ENRIQUE URDANETA HOLGUIN, MD, FACS (E)
La cirugía ha sido definida en muy diversos términos, pero en la antigüedad lo fue como el “arte de curar las manos” o según Hipócrates y su escuela como “la terapia que se ejecuta mediante procedimientos manuales y por medio de instrumentos”; y a propósito de Hipócrates su experiencia diaria que está contenida en 406 dichos de su famoso libro de aforismos tiene algunas referencias directas a la cirugía. Mencionemos algunos: “a grandes males grandes remedios”, proverbio o sentencia del más puro origen hipocrático que se ha convertido en frase de cajón pero que en su origen se refería únicamente a la terapia médica y muy probablemente a la quirúrgica.
El último de la lista de aforismos y que seguramente fue responsable de muchos sufrimientos hasta muchos siglos después rezaba: “las enfermedades que no las curan las medicinas las cura el cuchillo; las que el cuchillo no cura lo hace el fuego, pero lo que el fuego no puede curar debe considerarse incurable”. Y cómo no mencionar el primero y más famoso de todos “la vida es corta, el arte duradero, la suerte efímera, la experiencia falaz y engañosa y el juicio difícil”. Cuánta sabiduría en estos antiguos preceptos.
La definición enciclopédica de la cirugía la cataloga como la rama de la medicina que trata enfermedades, malformaciones, lesiones y desórdenes, total o parcialmente por medios operatorios manuales e instrumentales.
Como tal, la cirugía se ha practicado desde tiempos muy remotos y restos prehistóricos humanos indican que las técnicas quirúrgicas habían logrado un alto nivel de capacidad.
Sin embargo, en tiempos históricos y hasta mediados del siglo dieciocho, el cirujano no era particularmente apreciado, y aunque en diversas partes del mundo antiguo como Grecia, Roma, India, se realizaban operaciones de alta complejidad, la cirugía se consideraba como una rama inferior de la medicina y con el decaimiento de la enseñanza en la edad media, la práctica quirúrgica fue relegada a barberos y curanderos transhumantes.
Las fallas fundamentales que impidieron durante centurias el desarrollo de la cirugía fueron entre otras, la carencia de anestesia, la ignorancia sobre la naturaleza y control de la infección, el desconocimiento de la anatomía y la fisiología y la inhabilidad para controlar la hemorragia.
Superados estos obstáculos con el progreso del conocimiento anatómico iniciado por Vesalio y en el siglo diecinueve el progreso de la asepsia y antisepsia con los trabajos de Pasteur y Lister, se hizo posible el gran desarrollo de la cirugía moderna llevando a los altísimos estándares actuales que han permitido una notable y marcada disminución en las tasas de complicaciones operatorias.
Los adelantos incuestionables y brillantes de la cirugía moderna actual son muchos, destacándose quizás la cirugía mínimante invasora, la radiocirugía y la cirugía virtual por resonancia magnética en neurocirugía, la cirugía laparoscópica, la cirugía de trasplantes y muchas otras más.
Sin embargo, a nuestro juicio, el mayor progreso logrado en las últimas décadas, ha sido la transformación del cirujano de ser un hábil operador a un médico integral con un alto grado de dedicación al trabajo intelectual, al concienzudo estudio de las entidades nosológicas diversas, a la investigación clínica y epidemiológica y en algunos destacados individuos a un alto desarrollo humanístico.
Y el futuro?
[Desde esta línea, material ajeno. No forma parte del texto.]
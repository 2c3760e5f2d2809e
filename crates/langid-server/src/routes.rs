//! HTTP routes and handlers

use axum::{
    extract::State,
    http::{HeaderValue, StatusCode},
    response::{IntoResponse, Response},
    routing::{get, post},
    Json, Router,
};
use langid_core::LanguagePrediction;
use serde::Deserialize;
use serde_json::json;
use tower_http::cors::{AllowOrigin, Any, CorsLayer};
use tracing::{debug, info, warn};

use crate::state::AppState;
use crate::static_files;

pub fn create_router(state: AppState) -> Router {
    let cors = if state.config.allow_any_origin {
        CorsLayer::new()
            .allow_origin(Any)
            .allow_methods(Any)
            .allow_headers(Any)
    } else {
        CorsLayer::new()
            .allow_origin(AllowOrigin::list([
                HeaderValue::from_static("http://localhost:8080"),
                HeaderValue::from_static("http://127.0.0.1:8080"),
            ]))
            .allow_methods(Any)
            .allow_headers(Any)
    };

    Router::new()
        .route("/health", get(health_check))
        .route("/models", get(list_models))
        .route("/metrics", get(render_metrics))
        .route("/predict", post(predict))
        .fallback(static_files::serve_static)
        .layer(cors)
        .with_state(state)
}

async fn health_check() -> &'static str {
    "OK"
}

async fn list_models(State(state): State<AppState>) -> impl IntoResponse {
    Json(json!({
        "models": state.registry.names(),
        "default": state.config.default_model,
    }))
}

async fn render_metrics(State(state): State<AppState>) -> String {
    state.metrics.render()
}

/// Prediction request.
///
/// `text` is modelled as an `Option` so a missing field maps to the API's
/// 400 response instead of a deserialization rejection.
#[derive(Debug, Deserialize)]
struct PredictRequest {
    text: Option<String>,
    model_name: Option<String>,
}

/// Main prediction handler
async fn predict(
    State(state): State<AppState>,
    Json(req): Json<PredictRequest>,
) -> Result<Json<LanguagePrediction>, AppError> {
    metrics::counter!("langid_requests_total").increment(1);

    if state.registry.is_empty() {
        warn!("prediction requested but no model is loaded");
        return Err(AppError::NoModels);
    }

    let text = req
        .text
        .ok_or_else(|| AppError::InvalidRequest("Invalid request: 'text' field missing.".into()))?;

    let model_name = req
        .model_name
        .unwrap_or_else(|| state.config.default_model.clone());

    let model = state
        .registry
        .get(&model_name)
        .ok_or_else(|| AppError::ModelNotFound(model_name.clone()))?;

    if text.trim().is_empty() {
        return Err(AppError::InvalidRequest("Input text cannot be empty.".into()));
    }

    debug!(model = %model_name, "predicting language for {} byte(s)", text.len());

    let prediction = model
        .predict_one(&text)
        .map_err(|e| AppError::Prediction(e.to_string()))?
        .ok_or_else(|| AppError::Prediction("model returned no label".into()))?;

    info!(
        model = %model_name,
        lang = %prediction.lang_code,
        confidence = prediction.confidence,
        "prediction served"
    );

    Ok(Json(prediction))
}

/// Error handling
#[derive(Debug)]
pub enum AppError {
    NoModels,
    InvalidRequest(String),
    ModelNotFound(String),
    Prediction(String),
}

impl IntoResponse for AppError {
    fn into_response(self) -> Response {
        metrics::counter!("langid_errors_total").increment(1);

        let (status, message) = match self {
            AppError::NoModels => (
                StatusCode::INTERNAL_SERVER_ERROR,
                "No model loaded. Check server logs.".to_string(),
            ),
            AppError::InvalidRequest(msg) => (StatusCode::BAD_REQUEST, msg),
            AppError::ModelNotFound(name) => (
                StatusCode::NOT_FOUND,
                format!("Model '{name}' not found or failed to load."),
            ),
            AppError::Prediction(msg) => (
                StatusCode::INTERNAL_SERVER_ERROR,
                format!("Prediction failed: {msg}"),
            ),
        };

        let body = json!({ "error": message });
        (status, Json(body)).into_response()
    }
}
Ignoramos cuál será en el largo plazo. Por lo pronto, se vislumbran tecnologías muy sofisticadas de cirugía robótica y telecirugía con muy claras implicaciones en la práctica general y en la docencia que pueden alcanzar una gran dimensión en la difusión del conocimiento y la tecnología, pero tal vez con consecuencias de índole deontológicas difíciles de determinar por el momento.